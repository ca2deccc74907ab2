//! Per-task state and the host-facing callback loop.
//!
//! The host sees one nonblocking state machine per task: it enters through
//! [`run`] once and through [`callback`] on every subsequent event, and each
//! entry returns a packed code telling it what to do next.  Inside, any
//! number of in-guest tasks block on ordinary calls; the loop here converts
//! host events into wakeups for them and only returns once every one of them
//! is blocked or finished.

use std::cell::RefCell;
use std::collections::HashMap;
use std::ptr;
use std::sync::{Arc, Mutex};
use std::thread;

use crate::abi::{
    self, EVENT_FUTURE_READ, EVENT_FUTURE_WRITE, EVENT_NONE, EVENT_STREAM_READ, EVENT_STREAM_WRITE,
    EVENT_SUBTASK, RETURN_CODE_BLOCKED, STATUS_RETURNED, STATUS_STARTED, STATUS_STARTING,
    callback_code,
};
use crate::sched::{Channel, Scheduler};

/// State for one host-visible task, shared by the callback loop and every
/// in-guest task spawned under it.
///
/// The `Arc` keeps its address stable for the lifetime of the task; while
/// the task is suspended the host's context slot holds a raw pointer to it.
pub(crate) struct TaskState {
    sched: Arc<Scheduler>,
    /// Posted by the idle hook once every in-guest task is blocked or
    /// finished; the callback loop parks on it and nowhere else.
    wake: Arc<Channel<()>>,
    waitables: Mutex<Waitables>,
    /// `Some` while a task is parked in [`yield_now`] waiting for the next
    /// host entry.
    yielding: Mutex<Option<Arc<Channel<()>>>>,
}

struct Waitables {
    /// Host identity of the waitable set, `0` until first needed.
    set: u32,
    /// One delivery channel per in-flight waitable.  Every key has been
    /// joined to `set`, and is detached again when its completion arrives.
    pending: HashMap<u32, Arc<Channel<u32>>>,
}

thread_local! {
    static CURRENT: RefCell<Option<Arc<TaskState>>> = const { RefCell::new(None) };
}

fn current() -> Arc<TaskState> {
    CURRENT
        .with(|current| current.borrow().clone())
        .unwrap_or_else(|| panic!("not called from within a guest task"))
}

impl TaskState {
    fn new() -> Arc<Self> {
        let sched = Scheduler::new();
        Arc::new(Self {
            wake: Channel::new(sched.clone()),
            waitables: Mutex::new(Waitables {
                set: 0,
                pending: HashMap::new(),
            }),
            yielding: Mutex::new(None),
            sched,
        })
    }

    fn spawn_task(self: &Arc<Self>, f: impl FnOnce() + Send + 'static) {
        self.sched.credit();
        let state = self.clone();
        #[cfg(not(target_arch = "wasm32"))]
        let host = abi::installed_host();
        thread::spawn(move || {
            #[cfg(not(target_arch = "wasm32"))]
            abi::adopt_host(host);
            let _exit = RunOnDrop::new({
                let sched = state.sched.clone();
                move || sched.debit()
            });
            CURRENT.with(|current| *current.borrow_mut() = Some(state));
            f();
        });
    }

    /// Register `waitable` with the set (creating the set on demand) and
    /// park until its completion code arrives.
    fn block_on(&self, waitable: u32) -> u32 {
        let channel = {
            let mut waitables = self.waitables.lock().unwrap();
            if waitables.set == 0 {
                waitables.set = abi::waitable_set_new();
            }
            abi::waitable_join(waitable, waitables.set);
            let channel = Channel::new(self.sched.clone());
            let previous = waitables.pending.insert(waitable, channel.clone());
            assert!(
                previous.is_none(),
                "waitable {waitable} already has a pending waiter"
            );
            channel
        };
        channel.recv()
    }

    /// Hand the completion code to whoever is parked on `waitable`.
    fn complete(&self, waitable: u32, code: u32) {
        let channel = self
            .waitables
            .lock()
            .unwrap()
            .pending
            .remove(&waitable)
            .unwrap_or_else(|| panic!("completion for waitable {waitable} with no pending waiter"));
        log::trace!("delivering completion {code:#x} for waitable {waitable}");
        channel.send(code);
    }

    fn dispatch(&self, (event0, event1, event2): (u32, u32, u32)) {
        match event0 {
            EVENT_NONE => {}
            EVENT_SUBTASK => match event2 {
                STATUS_STARTING => panic!("unexpected subtask status: {event2}"),
                STATUS_STARTED => {}
                STATUS_RETURNED => {
                    abi::waitable_join(event1, 0);
                    abi::subtask_drop(event1);
                    self.complete(event1, event2);
                }
                _ => panic!("unexpected subtask status: {event2}"),
            },
            EVENT_STREAM_READ | EVENT_STREAM_WRITE | EVENT_FUTURE_READ | EVENT_FUTURE_WRITE => {
                abi::waitable_join(event1, 0);
                self.complete(event1, event2);
            }
            _ => panic!("unexpected event: {event0}"),
        }
    }

    /// Leave a pointer to this state in the host's context slot so the next
    /// [`callback`] entry can recover it.
    fn stash(self: &Arc<Self>) {
        abi::context_set(Arc::into_raw(self.clone()) as *mut u8);
    }
}

/// First entry point for a host task.
///
/// Spawns `closure` as an in-guest task, then runs the callback loop as if
/// the host had just delivered an initial empty event.  Returns the packed
/// callback code for the host.
pub fn run(closure: impl FnOnce() + Send + 'static) -> u32 {
    crate::alloc::mark_runtime_ready();
    let state = TaskState::new();
    log::trace!("new task state at {:p}", Arc::as_ptr(&state));
    state.spawn_task(closure);
    callback_loop(state, (EVENT_NONE, 0, 0))
}

/// Re-entry point for a suspended host task.
///
/// Recovers the state stashed in the context slot by the previous return,
/// clears the slot, and resumes the callback loop with the delivered event.
pub fn callback(event0: u32, event1: u32, event2: u32) -> u32 {
    let pointer = abi::context_get();
    assert!(
        !pointer.is_null(),
        "callback entered without a stashed task state"
    );
    abi::context_set(ptr::null_mut());
    let state = unsafe { Arc::from_raw(pointer as *const TaskState) };
    callback_loop(state, (event0, event1, event2))
}

fn callback_loop(state: Arc<TaskState>, mut event: (u32, u32, u32)) -> u32 {
    state.sched.credit();

    // A task parked in `yield_now` gets exactly one wakeup per host entry,
    // before any event is dispatched.
    if let Some(yielder) = state.yielding.lock().unwrap().take() {
        yielder.send(());
    }

    state.sched.arm_idle(&state.wake);

    let code = loop {
        state.dispatch(event);

        // Park until every in-guest task is blocked or finished.
        state.wake.recv();

        let yielding = state.yielding.lock().unwrap().is_some();
        let (set, pending) = {
            let waitables = state.waitables.lock().unwrap();
            (waitables.set, waitables.pending.len())
        };

        if yielding {
            if pending == 0 {
                state.stash();
                break callback_code::YIELD;
            }
            assert!(set != 0, "pending completions with no waitable set");
            let polled = abi::waitable_set_poll(set);
            if polled.0 == EVENT_NONE {
                state.stash();
                break callback_code::YIELD;
            }
            // A completion is already sitting in the set: deliver it
            // without returning to the host, and only yield once the set
            // runs dry.
            log::trace!("draining ready event {polled:?} before yielding");
            event = polled;
        } else if pending == 0 {
            if set != 0 {
                abi::waitable_set_drop(set);
            }
            crate::alloc::release_task_allocations();
            log::trace!("task finished");
            break callback_code::EXIT;
        } else {
            assert!(set != 0, "pending completions with no waitable set");
            state.stash();
            break callback_code::WAIT | (set << 4);
        }
    };

    state.sched.disarm_idle();
    state.sched.debit();
    code
}

/// Spawn `f` as a new in-guest task attached to the current host task.
pub fn spawn(f: impl FnOnce() + Send + 'static) {
    current().spawn_task(f);
}

/// Wait for the completion of a transport operation whose initial status
/// word is `code`, returning the split `(code, count)` outcome.
///
/// A `BLOCKED` status parks the calling task until the host reports the
/// operation's completion for `handle`; anything else is decoded directly.
pub fn future_or_stream_wait(code: u32, handle: u32) -> (u32, u32) {
    let code = if code == RETURN_CODE_BLOCKED {
        current().block_on(handle)
    } else {
        code
    };
    (code & 0xF, code >> 4)
}

/// Decode a subtask status word and, for a subtask that has not returned
/// yet, park until it does.
pub fn subtask_wait(status: u32) {
    let subtask = status >> 4;
    let status = status & 0xF;
    match status {
        STATUS_STARTING | STATUS_STARTED => {
            current().block_on(subtask);
        }
        STATUS_RETURNED => {}
        _ => panic!("unexpected subtask status: {status}"),
    }
}

/// Cooperatively return control to the host, resuming on its next entry.
///
/// Wakes exactly once, with no spurious wakeups.  At most one task may be
/// yielding at a time.
pub fn yield_now() {
    let state = current();
    let channel = Channel::new(state.sched.clone());
    {
        let mut yielding = state.yielding.lock().unwrap();
        assert!(
            yielding.is_none(),
            "concurrent yield from more than one task"
        );
        *yielding = Some(channel.clone());
    }
    channel.recv();
}

/// Runs a closure when dropped; pairs host-side releases with every exit
/// path, including unwinds.
pub(crate) struct RunOnDrop<F: FnOnce()>(Option<F>);

impl<F: FnOnce()> RunOnDrop<F> {
    pub fn new(f: F) -> Self {
        Self(Some(f))
    }
}

impl<F: FnOnce()> Drop for RunOnDrop<F> {
    fn drop(&mut self) {
        if let Some(f) = self.0.take() {
            f()
        }
    }
}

========================

◆ **ABOUT THIS TASK**:
Copy out each line of the data that includes the string "const".

◆ **YOUR SOLUTION**:
    static CURRENT: RefCell<Option<Arc<TaskState>>> = const { RefCell::new(None) };
    let state = unsafe { Arc::from_raw(pointer as *const TaskState) };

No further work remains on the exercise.